June 27, 2009

Flood Project

Monday, January 24, 2005

Whacked Out

I woke up facing the popcorn ceiling, I stared at it blankly for a moment contemplating where the hell am I and why do I feel sore all over. I tried getting up but my body feels so heavy, I tried raising an arm but it's as if my bones and muscles don't wanna cooperate with my brain. Then it dawned on me, I'm now in my cozy room, I've got bruises and welts in my elbows, forearms, chest, buttocks, thighs, knees, and legs. Jeez! What has gotten in my mind? Why did I do that thing for? I did enjoy the experience but do I have to ache everywhere? These were my thoughts as I outlined yesterday's event that caused my hurting, I rewound, played and paused it in my mind like a broken DVD player. I was dripping with sweat because of the hot winter weather up in the snowy mountains, believe it or not, it's hot!!! I remembered going up and down so vigorously, and whenever I drop or fall down, I'd curse or cry out a very resonant "ouch!", "fuck!", and "puta!" with my butt and thighs on the ground, legs and feet a hundred and eighty degrees apart or maybe a couple of degrees more, sometimes I fall or drop on my chest and forearms. Face and body all flushed, panting like an exhausted dog, I'd struggle to get up. I recalled wincing in agony as I walked into the bathroom and screamed a resounding "hell no!" when I saw blood dripping on my thighs. Exhausted and squirming with pain, I opened the shower and washed my body with hot water, I felt relieved for a moment. I slept afterwards and now, I'm here lying on my bed, body is still throbbing, recollecting that hell of an experience. Limping as I get up, I told myself, these self-afflicted mars were worth my learning on how to snowboard, yeehaw!!! (Aray!!!)



Tuesday, January 17, 2006

Long Night


I woke up in the middle of the night wet.. So wet I felt like I was overflowing.. I was at shock at first, but then I collected myself. I tried finding that one familiar thing..but alas, 'twasn't there. I tried to reach something of the same sort in the dark and found it. I pulled down my underpants, the only garment I had on, and put that cylindrical thing inside my thighs.. I pushed it deeper. It hit something within, I stopped. Pushed it again, and hit something again. It didn't hurt so I just went on pushing until it was where I wanted it to be. I pulled the cylindrical thing out and went back to slumber but I can't. This is the first time I did this and I felt uncomfortable yet soo good. I fear of side effects but the anxiety was brushed off everytime I toss and turn in my bed for I felt like exploding.. A couple more hours and this pleasurable discomfort will end..
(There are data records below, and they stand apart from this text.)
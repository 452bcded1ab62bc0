//! Renderer statistics
//!
//! Aggregate counters maintained by renderer objects themselves. Nothing
//! verifies that increments and decrements pair up; an unpaired call shows
//! up as drift, and underflow is clamped and logged.

/// Counters reported by a renderer
#[derive(Debug, Clone, Copy, Default, PartialEq, Eq)]
pub struct RenderStats {
    /// Resident resource bytes
    pub allocated_bytes: u64,
    /// Objects currently suspended
    pub suspended_objects: u64,
    /// Objects pushed during the most recent submission
    pub pushed_objects: u64,
    /// Completed render cycles
    pub frames: u64,
}

impl RenderStats {
    /// Account for newly allocated resource bytes
    pub fn increase_allocated_resource_bytes(&mut self, bytes: u64) {
        self.allocated_bytes = self.allocated_bytes.saturating_add(bytes);
    }

    /// Account for released resource bytes
    pub fn decrease_allocated_resource_bytes(&mut self, bytes: u64) {
        if bytes > self.allocated_bytes {
            log::warn!(
                "Allocated byte counter underflow: releasing {bytes} of {} bytes",
                self.allocated_bytes
            );
        }
        self.allocated_bytes = self.allocated_bytes.saturating_sub(bytes);
    }

    /// Count an object entering suspension
    pub fn increase_suspended_objects(&mut self) {
        self.suspended_objects += 1;
    }

    /// Count an object leaving suspension
    pub fn decrease_suspended_objects(&mut self) {
        if self.suspended_objects == 0 {
            log::warn!("Suspended object counter underflow");
        }
        self.suspended_objects = self.suspended_objects.saturating_sub(1);
    }
}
Tomorrow I'll buy me a pack of sanitary napkins, I don't wanna use tampons again, if situation permits to that is..



Wednesday, June 28, 2006

The Ride

We're on our way home from the bowling lanes. My real date was a disaster, my other wooer rescued me from it. It was a terrible night, I didn't know that that Malaysian-Indian guy's a bullshitter from head to toe..
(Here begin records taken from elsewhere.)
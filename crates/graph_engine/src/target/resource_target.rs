//! Resource targets

use crate::foundation::collections::ResourceKey;
use crate::resource::{Resource, ResourceSet};

/// Named references into a [`ResourceSet`]
#[derive(Debug, Clone, Default)]
pub struct ResourceTarget {
    ids: Vec<String>,
    resolved: Vec<Option<ResourceKey>>,
}

impl ResourceTarget {
    /// Create an empty target
    pub fn new() -> Self {
        Self::default()
    }

    /// Add a resource by name; unresolved until the next `resolve`
    pub fn add_resource(&mut self, id: impl Into<String>) {
        self.ids.push(id.into());
        self.resolved.push(None);
    }

    /// Name in a slot
    pub fn id(&self, index: usize) -> Option<&str> {
        self.ids.get(index).map(String::as_str)
    }

    /// Number of slots
    pub fn len(&self) -> usize {
        self.ids.len()
    }

    /// Whether the target has no slots
    pub fn is_empty(&self) -> bool {
        self.ids.is_empty()
    }

    /// Remove all slots
    pub fn clear(&mut self) {
        self.ids.clear();
        self.resolved.clear();
    }

    /// Resolve all names, returning how many were found
    pub fn resolve(&mut self, set: &ResourceSet) -> usize {
        self.resolved = self.ids.iter().map(|id| set.find(id)).collect();
        self.resolved.iter().flatten().count()
    }

    /// The resource in a slot; `None` if unresolved or since removed
    pub fn get_resource<'a>(&self, set: &'a ResourceSet, index: usize) -> Option<&'a Resource> {
        set.get((*self.resolved.get(index)?)?)
    }
}

#[cfg(test)]
mod tests {
    use super::*;
    use crate::resource::animation::Animation;

    #[test]
    fn test_resolve_and_removal() {
        let mut set = ResourceSet::new();
        set.insert("walk", Resource::Animation(Animation::default()));
        let mut target = ResourceTarget::new();
        target.add_resource("walk");
        target.add_resource("run");
        assert!(target.get_resource(&set, 0).is_none());
        assert_eq!(target.resolve(&set), 1);
        assert!(target.get_resource(&set, 0).is_some());
        assert!(target.get_resource(&set, 1).is_none());

        set.remove("walk");
        assert!(target.get_resource(&set, 0).is_none());
    }
}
We're in my rescuer's car. He held my hand giving me comfort. Then he guided my hand to touch that stiff thing. My hand got sweaty the instant I felt its hardness. He closed his hand to mine and guided me on how to manuever it giving instructions as the car runs.. We went faster and faster.. Stopping abruptly sometimes, slowing down a little, then going faster again. My left arm went numb from reaching down, concentrating on what I'm doing even if I'm a bit afraid.. It has been a long while since I last did that thing and not from the passenger side..

On Sunday, I'll make sure I'm the driver even if he's the teacher. How can I learn the footwork in the clutch and brake of an M/T car if he'll still be the driver, right?